Wednesday, October 26

Google Clustering and Classification

I must've missed this post on Battelle's SearchBlog:
Peter Norvig's Demo at Web 2.0
Here is SE Watch's coverage.

Other web 2.0 highlights.

Named Entity Extraction, Clustering, and new UI innovations? Talk about a lot to bite off in one presentation...

Here is something he said that I found really interesting that I have been pondering recently:
We break text into sentences and then match sentences against patterns. We discard noisy data and regularize over names. We also use the relations of concepts and the nesting sets of concepts to understand the concepts. -- Talk about a teaser. There is so much there that it is almost meaningless. I really want to be interested, to learn something from that, but Peter is a master of marketing speak -- lots of words that are interesting, without much substance. How?? How do you break sentences up? What are the patterns? What is the noise! No secret sauce.
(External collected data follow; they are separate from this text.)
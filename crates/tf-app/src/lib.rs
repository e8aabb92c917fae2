//! tflink application layer
//!
//! Hosts the clipboard upload use case and the session wrapper presentation
//! layers use to start and cancel it.

pub mod app_paths;
pub mod deps;
pub mod session;
pub mod usecases;

pub use app_paths::AppPaths;
pub use deps::{UploadPolicy, UploadPorts};
pub use session::UploadSession;
pub use tokio_util::sync::CancellationToken;
pub use usecases::UploadClipboard;
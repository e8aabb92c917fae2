use anyhow::{Context, Result};
use async_trait::async_trait;
use tf_core::ports::QrRendererPort;
use tf_core::QrPayload;
use url::Url;

/// Points at a QR image generated by a remote service; nothing is fetched here.
pub struct RemoteQrRenderer {
    endpoint: Url,
    size_px: u32,
}

impl RemoteQrRenderer {
    pub fn new(endpoint: &str, size_px: u32) -> Result<Self> {
        let endpoint = Url::parse(endpoint)
            .with_context(|| format!("Invalid QR endpoint: {endpoint}"))?;
        Ok(Self { endpoint, size_px })
    }

    /// `<endpoint>?size=<n>x<n>&margin=1&data=<link>`
    pub fn image_url(&self, link: &str) -> Url {
        let size = format!("{0}x{0}", self.size_px);
        let mut url = self.endpoint.clone();
        url.query_pairs_mut()
            .append_pair("size", &size)
            .append_pair("margin", "1")
            .append_pair("data", link);
        url
    }
}

#[async_trait]
impl QrRendererPort for RemoteQrRenderer {
    async fn render(&self, link: &str) -> Result<QrPayload> {
        Ok(QrPayload::RemoteUrl(self.image_url(link).into()))
    }
}
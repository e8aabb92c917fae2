//! The interactive upload loop behind the `tflink` binary.

use std::io::{self, IsTerminal, Write};
use std::process::ExitCode;

use chrono::Local;
use tf_app::{AppPaths, UploadSession};
use tf_core::ports::ElapsedTimerPort;
use tf_core::{UploadError, UploadOutcome};
use tracing::{info, warn};

use crate::bootstrap::config::{apply_cli_overrides, resolve_config};
use crate::bootstrap::wiring::{wire, UploaderRuntime};
use crate::cli::Args;
use crate::presenter::{render_receipt, StatusLine};

/// Conventional exit status after SIGINT.
pub const EXIT_CANCELLED: u8 = 130;

pub async fn run(args: Args, paths: Option<AppPaths>) -> ExitCode {
    match try_run(args, paths).await {
        Ok(code) => code,
        Err(err) => {
            warn!(error = %format!("{err:#}"), "tflink failed to start");
            eprintln!("tflink: {err:#}");
            ExitCode::FAILURE
        }
    }
}

async fn try_run(args: Args, paths: Option<AppPaths>) -> anyhow::Result<ExitCode> {
    let default_config = paths.as_ref().map(|paths| paths.config_path.as_path());
    let mut config = resolve_config(args.config.as_deref(), default_config)?;
    apply_cli_overrides(&mut config, &args);

    let interactive = io::stderr().is_terminal();
    let runtime = wire(&config, interactive)?;

    loop {
        let outcome = drive_session(&runtime, interactive).await;
        match outcome {
            UploadOutcome::Success(receipt) => {
                print!(
                    "{}",
                    render_receipt(&receipt, runtime.timer.elapsed_secs(), Local::now())
                );
                let _ = io::stdout().flush();
                open_if_requested(args.open, &receipt.link, |link: &str| open::that(link));
                return Ok(ExitCode::SUCCESS);
            }
            UploadOutcome::Cancelled => {
                eprintln!("Upload cancelled.");
                return Ok(ExitCode::from(EXIT_CANCELLED));
            }
            UploadOutcome::Failure(err) => {
                let retryable = err != UploadError::AlreadyInProgress;
                if retryable && io::stdin().is_terminal() && prompt_retry().await {
                    info!("Retrying upload");
                    continue;
                }
                return Ok(ExitCode::FAILURE);
            }
        }
    }
}

/// Runs one session to its end, redrawing the status line and turning
/// Ctrl-C into cancellation.
async fn drive_session(runtime: &UploaderRuntime, interactive: bool) -> UploadOutcome {
    // A retry must not redraw the stage the previous session ended on.
    runtime.status.reset();
    let mut stage_rx = runtime.status.subscribe();
    let mut elapsed_rx = runtime.timer.subscribe();
    let mut line = StatusLine::new(io::stderr(), interactive);

    let session = UploadSession::start(runtime.pipeline.clone());
    let cancel = session.cancellation();
    let outcome = session.outcome();
    tokio::pin!(outcome);

    let outcome = loop {
        tokio::select! {
            outcome = &mut outcome => break outcome,
            _ = tokio::signal::ctrl_c(), if !cancel.is_cancelled() => {
                info!("Ctrl-C received, cancelling upload");
                cancel.cancel();
            }
            Ok(()) = stage_rx.changed() => {
                let stage = stage_rx.borrow_and_update().clone();
                line.draw(&stage, *elapsed_rx.borrow());
            }
            Ok(()) = elapsed_rx.changed() => {
                let elapsed = *elapsed_rx.borrow_and_update();
                line.draw(&stage_rx.borrow(), elapsed);
            }
        }
    };
    line.clear();
    outcome
}

pub fn is_yes(answer: &str) -> bool {
    matches!(answer.trim().to_ascii_lowercase().as_str(), "y" | "yes")
}

async fn prompt_retry() -> bool {
    eprint!("Retry? [y/N] ");
    let _ = io::stderr().flush();
    let answer = tokio::task::spawn_blocking(|| {
        let mut line = String::new();
        io::stdin().read_line(&mut line).map(|_| line)
    })
    .await;
    matches!(answer, Ok(Ok(line)) if is_yes(&line))
}

/// Hands the link to the desktop's default handler when `--open` was given.
/// Returns whether the opener accepted it.
fn open_if_requested<F>(requested: bool, link: &str, opener: F) -> bool
where
    F: FnOnce(&str) -> io::Result<()>,
{
    if !requested {
        return false;
    }
    match opener(link) {
        Ok(()) => true,
        Err(err) => {
            warn!(error = %err, "Failed to open browser");
            eprintln!("Could not open a browser: {err}");
            false
        }
    }
}
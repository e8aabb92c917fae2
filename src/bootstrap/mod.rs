//! Process bootstrap: configuration, logging and dependency wiring.

pub mod config;
pub mod tracing;
pub mod wiring;

use tf_app::AppPaths;
use tf_core::ports::AppDirsPort;
use tf_platform::DirsAppDirsAdapter;

/// Per-user config and log locations, when the platform has them.
pub fn resolve_app_paths() -> Option<AppPaths> {
    DirsAppDirsAdapter::new()
        .get_app_dirs()
        .ok()
        .map(|dirs| AppPaths::from_app_dirs(&dirs))
}
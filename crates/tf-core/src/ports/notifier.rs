#[derive(Debug, Clone, Copy, PartialEq, Eq)]
pub enum NotificationKind {
    Success,
    Failure,
}

#[derive(Debug, Clone, PartialEq, Eq)]
pub struct Notification {
    pub kind: NotificationKind,
    pub title: String,
    pub message: Option<String>,
}

impl Notification {
    pub fn success(title: impl Into<String>, message: Option<String>) -> Self {
        Self {
            kind: NotificationKind::Success,
            title: title.into(),
            message,
        }
    }

    pub fn failure(title: impl Into<String>, message: Option<String>) -> Self {
        Self {
            kind: NotificationKind::Failure,
            title: title.into(),
            message,
        }
    }
}

/// Toast-style notifications. Fire-and-forget.
pub trait NotifierPort: Send + Sync {
    fn notify(&self, notification: &Notification);
}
Is this presentation online somewhere? I am dying to see it. I don't think Google has published papers on much (or any!) of this.

I managed to find an MP3: on the unofficial google blog. I'll try to listen soon.

There is some interesting working going on to identify and remove irrelevant parts of a page (remove things like navigational links, targeted ads, etc..) and focus on the content.

What I would like to know is: What are Google's categories for Bayesian classification? Were the categories 'automatically discovered' a la Clusty or pages classified into a more manual taxonomy a la DMOZ and Globalspec.

... there is a lot more here on text classification and ad sense. Peter Norvig wrote the book on AI (literally) so I guess I shouldn't be surprised. Did I mention it is a good book? We used it as the text of my AI course at Union.

Some people & research on text classification, entity extraction, and clustering :
The Bow Toolkit -- library from 1996 in C code. Talk about ancient, but it is an early example. The author, Andrew McCallum is one of the pioneers in entity extraction and former VP of R&D at Whizbang labs and major guy at Flipdog. His research students are publishing some very interesting papers.

Learning to Cluster Web Search Results by MS Asia. They actually have an online demo of their web search clustering technology. It's not bad, but it's a little slow. It's also not perfect. For example a search on Jaguar returns lots of clusters on cars, but only one on MacOS and none on cats, helicopters or fighter jets. Clusty does a much better job.

Word Clustering and disambiguation based on co-occurrence data from MS Research Japan.

If you want to drink from a firehouse, here is Stanford's CS276 class on IR. This class covers most of the above mentioned topics with a plethora of research to keep you busy for awhile. The old course website also has interesting material -- including lecture notes!

Haven't looked too closely at this, but I ran across it in my browsing stream and it looks interesting:
Techniques for Improving the performance of Naive Bayes
... now what about SVMs? Naive Bayes and SVMs seem to be the two most common text classification technologies in vogue today with academia. More on text classification discussion to follow...